(Collected data entries)
━━━━━━
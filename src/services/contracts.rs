//! Contract listing and selection.

use crate::errors::ServiceError;
use crate::gateway::ApiGateway;
use crate::routes::endpoints;
use crate::types::Contract;

use super::decode;

/// Contracts scope every other resource; one must be selected after login.
#[derive(Debug, Clone)]
pub struct ContractService {
    gateway: ApiGateway,
}

impl ContractService {
    pub fn new(gateway: ApiGateway) -> Self {
        Self { gateway }
    }

    /// List the contracts the authenticated user may operate under.
    pub async fn list(&self) -> Result<Vec<Contract>, ServiceError> {
        let response = self.gateway.get(endpoints::CONTRACTS).await?;
        decode(response, "contract listing")
    }

    /// Make a contract the active scope for subsequent requests.
    pub async fn select(&self, contract: &Contract) {
        self.gateway.store().set_contract(contract).await;
        tracing::debug!(contract = %contract.id, "Contract selected");
    }

    /// The currently selected contract, if any.
    pub async fn selected(&self) -> Option<Contract> {
        self.gateway.store().contract().await
    }
}
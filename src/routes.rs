//! Endpoint-to-version routing.
//!
//! The upstream API split its capabilities across two generations of base
//! URLs. Which endpoints live where is a fixed property of the upstream
//! deployment, so the mapping is a static ordered table evaluated first match
//! wins, with an explicit V1 default for everything unmatched. Keeping it as
//! data (rather than conditionals) keeps the split auditable.

use crate::config::ApiConfig;

/// API generation a request is routed against.
#[derive(Debug, Clone, Copy, PartialEq, Eq)]
pub enum ApiVersion {
    V1,
    V2,
}

/// Ordered (prefix, version) pairs. Only the account endpoints moved to the
/// v2 host; contract-scoped resources all stayed on v1.
const VERSION_TABLE: &[(&str, ApiVersion)] = &[("/Account/", ApiVersion::V2)];

/// Resolve the API generation for an endpoint path. Total: unmatched paths
/// default to V1.
pub fn resolve_version(path: &str) -> ApiVersion {
    VERSION_TABLE
        .iter()
        .find(|(prefix, _)| path.starts_with(prefix))
        .map(|(_, version)| *version)
        .unwrap_or(ApiVersion::V1)
}

/// Resolve the full URL for an endpoint path against the configured hosts.
pub fn resolve_url(config: &ApiConfig, path: &str) -> String {
    let base = match resolve_version(path) {
        ApiVersion::V1 => &config.v1_base_url,
        ApiVersion::V2 => &config.v2_base_url,
    };
    format!("{}{}", base, path)
}

pub mod endpoints {
    //! Endpoint path constructors. Contract-scoped v1 resources follow the
    //! upstream `/{ResourceType}/{contractId}/{Action}` convention.

    pub const LOGIN: &str = "/Account/Login";
    pub const LOGOUT: &str = "/Account/Logout";
    pub const ME: &str = "/Account/Me";
    pub const REFRESH: &str = "/Account/RefreshToken";

    pub const CONTRACTS: &str = "/Contrato/List";

    pub fn lines(contract_id: &str) -> String {
        format!("/Circuito/{}/List", contract_id)
    }

    pub fn productions(contract_id: &str) -> String {
        format!("/Producao/{}/List", contract_id)
    }

    pub fn production_create(contract_id: &str) -> String {
        format!("/Producao/{}/Create", contract_id)
    }

    pub fn production_update(contract_id: &str) -> String {
        format!("/Producao/{}/Update", contract_id)
    }

    pub fn production_finish(contract_id: &str) -> String {
        format!("/Producao/{}/Finish", contract_id)
    }

    pub fn dashboard_search(contract_id: &str) -> String {
        format!("/Dashboard/{}/Search", contract_id)
    }

    pub fn products(contract_id: &str) -> String {
        format!("/Produto/{}/List", contract_id)
    }

    pub fn pallet_formations(contract_id: &str) -> String {
        format!("/Produto/{}/FormacaoPalete", contract_id)
    }
}
//! Typed error hierarchy for the PCount client.
//!
//! Three top-level enums cover the three layers:
//! - `ApiError` — gateway/transport failures
//! - `ServiceError` — domain-service failures (validation + gateway)
//! - `AuthError` — authentication failures with user-facing messages

use thiserror::Error;

/// Errors produced by the API gateway. Every failure path of a gateway call
/// maps to exactly one of these variants; nothing is swallowed.
#[derive(Debug, Error)]
pub enum ApiError {
    /// Transport-level failure: no response at all. Distinct from an HTTP
    /// error status so callers can offer "check your connection" messaging.
    #[error("Network error: {0}")]
    Network(#[source] reqwest::Error),

    /// No response within the configured timeout window.
    #[error("Request timed out")]
    Timeout,

    /// Non-2xx, non-401 response. Message is extracted from the response body
    /// when the server provided one.
    #[error("{}", http_display(.status, .message))]
    Http {
        status: u16,
        message: Option<String>,
    },

    /// A 401 that survived a refresh attempt (or had no refresh token to
    /// try). Stored credentials have already been cleared when this is
    /// returned; the caller must route the user back to authentication.
    #[error("Session expired")]
    SessionExpired,

    /// A 2xx response whose body was not valid JSON.
    #[error("Failed to decode response body: {0}")]
    Decode(#[source] serde_json::Error),
}

/// Errors from the domain services layered over the gateway.
#[derive(Debug, Error)]
pub enum ServiceError {
    /// A caller-side precondition failed; the gateway was never invoked.
    #[error("Validation failed: {0}")]
    Validation(String),

    /// The response body did not carry the shape the service expected.
    #[error("Unexpected response shape: {0}")]
    UnexpectedResponse(String),

    #[error(transparent)]
    Api(#[from] ApiError),
}

/// Authentication failures, mapped to distinct, actionable conditions rather
/// than one generic failure string.
#[derive(Debug, Error)]
pub enum AuthError {
    #[error("Invalid email or password")]
    InvalidCredentials,

    #[error("Login timed out, try again")]
    Timeout,

    #[error("Could not reach the server, check your connection")]
    Network,

    #[error("Server error during login (status {status})")]
    Server { status: u16 },

    #[error(transparent)]
    Other(#[from] ApiError),
}

fn http_display(status: &u16, message: &Option<String>) -> String {
    match message {
        Some(message) => format!("HTTP error, status {status}: {message}"),
        None => format!("HTTP error, status {status}"),
    }
}

impl AuthError {
    /// Map a gateway failure during login to its user-facing condition.
    pub fn from_login_failure(err: ApiError) -> Self {
        match err {
            ApiError::Http { status: 401, .. } | ApiError::SessionExpired => {
                AuthError::InvalidCredentials
            }
            ApiError::Timeout => AuthError::Timeout,
            ApiError::Network(_) => AuthError::Network,
            ApiError::Http { status, .. } if status >= 500 => AuthError::Server { status },
            other => AuthError::Other(other),
        }
    }
}
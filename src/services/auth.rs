//! Authentication flows.

use serde::Deserialize;
use serde_json::json;

use crate::errors::AuthError;
use crate::gateway::ApiGateway;
use crate::routes::endpoints;
use crate::types::User;

#[derive(Debug, Deserialize)]
struct LoginResponse {
    user: User,
    token: Option<String>,
    #[serde(rename = "refreshToken")]
    refresh_token: Option<String>,
}

#[derive(Debug, Deserialize)]
struct MeResponse {
    user: User,
}

/// Login, logout, and session validation against the v2 account endpoints.
#[derive(Debug, Clone)]
pub struct AuthService {
    gateway: ApiGateway,
}

impl AuthService {
    pub fn new(gateway: ApiGateway) -> Self {
        Self { gateway }
    }

    /// Authenticate with email and password, persisting the returned token
    /// pair. Failures map to distinct conditions so the caller can tell
    /// invalid credentials from connectivity from server trouble.
    pub async fn login(&self, email: &str, password: &str) -> Result<User, AuthError> {
        let body = json!({ "email": email, "password": password });
        let response = self
            .gateway
            .post(endpoints::LOGIN, Some(body))
            .await
            .map_err(AuthError::from_login_failure)?;

        let value = response.ok_or(AuthError::InvalidCredentials)?;
        let login: LoginResponse = serde_json::from_value(value)
            .map_err(|err| AuthError::Other(crate::errors::ApiError::Decode(err)))?;

        if let Some(token) = &login.token {
            self.gateway.store().set_access_token(token).await;
            if let Some(refresh) = &login.refresh_token {
                self.gateway.store().set_refresh_token(refresh).await;
            }
        }

        tracing::debug!(user = %login.user.email, "Login succeeded");
        Ok(login.user)
    }

    /// End the session. Local credentials are cleared even when the server
    /// call fails; the upstream session simply outlives us in that case.
    pub async fn logout(&self) {
        if let Err(err) = self.gateway.post(endpoints::LOGOUT, None).await {
            tracing::warn!(%err, "Server logout failed, clearing local session anyway");
        }
        self.gateway.store().clear().await;
    }

    /// Check whether the stored session is still valid upstream. Any failure
    /// reads as "not authenticated".
    pub async fn validate_session(&self) -> Option<User> {
        let response = self.gateway.get(endpoints::ME).await.ok()??;
        let me: MeResponse = serde_json::from_value(response).ok()?;
        Some(me.user)
    }
}
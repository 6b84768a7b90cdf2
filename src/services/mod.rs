//! Domain services layered over the gateway.
//!
//! Each service owns a cloned [`ApiGateway`](crate::gateway::ApiGateway) and
//! translates between domain types and the upstream's wire shapes. Callers
//! handle gateway failures here; derivation never sees them.

pub mod auth;
pub mod contracts;
pub mod lines;
pub mod productions;
pub mod products;

pub use auth::AuthService;
pub use contracts::ContractService;
pub use lines::LineService;
pub use productions::ProductionService;
pub use products::ProductService;

use serde::de::DeserializeOwned;
use serde_json::Value;

use crate::errors::ServiceError;

/// Decode a gateway response body into the shape a service expects.
pub(crate) fn decode<T: DeserializeOwned>(
    body: Option<Value>,
    what: &str,
) -> Result<T, ServiceError> {
    let value = body
        .ok_or_else(|| ServiceError::UnexpectedResponse(format!("Empty response from {what}")))?;
    serde_json::from_value(value)
        .map_err(|err| ServiceError::UnexpectedResponse(format!("{what}: {err}")))
}
//! Production-line listing.

use crate::errors::ServiceError;
use crate::fixtures;
use crate::gateway::ApiGateway;
use crate::routes::endpoints;
use crate::types::{FallbackPolicy, ProductionLine};

use super::decode;

#[derive(Debug, Clone)]
pub struct LineService {
    gateway: ApiGateway,
}

impl LineService {
    pub fn new(gateway: ApiGateway) -> Self {
        Self { gateway }
    }

    /// List the production lines of a contract.
    ///
    /// With [`FallbackPolicy::FixtureOnError`] an upstream failure serves
    /// fixture data instead; the substitution is logged and never happens
    /// below this layer.
    pub async fn list(
        &self,
        contract_id: &str,
        policy: FallbackPolicy,
    ) -> Result<Vec<ProductionLine>, ServiceError> {
        let result = match self.gateway.get(&endpoints::lines(contract_id)).await {
            Ok(response) => decode(response, "line listing"),
            Err(err) => Err(err.into()),
        };

        match (result, policy) {
            (Ok(lines), _) => Ok(lines),
            (Err(err), FallbackPolicy::FixtureOnError) => {
                tracing::warn!(%err, contract_id, "Line listing failed, serving fixture data");
                Ok(fixtures::production_lines())
            }
            (Err(err), FallbackPolicy::Strict) => Err(err),
        }
    }
}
━━━━━━
Prompt: Within the data above, the span starting at the line containing "the PCount client." and ending at the line containing "pub enum ApiError" is to be retyped exactly, with no other lines.

Task response:
//! Typed error hierarchy for the PCount client.
//!
//! Three top-level enums cover the three layers:
//! - `ApiError` — gateway/transport failures
//! - `ServiceError` — domain-service failures (validation + gateway)
//! - `AuthError` — authentication failures with user-facing messages

use thiserror::Error;

/// Errors produced by the API gateway. Every failure path of a gateway call
/// maps to exactly one of these variants; nothing is swallowed.
#[derive(Debug, Error)]
pub enum ApiError {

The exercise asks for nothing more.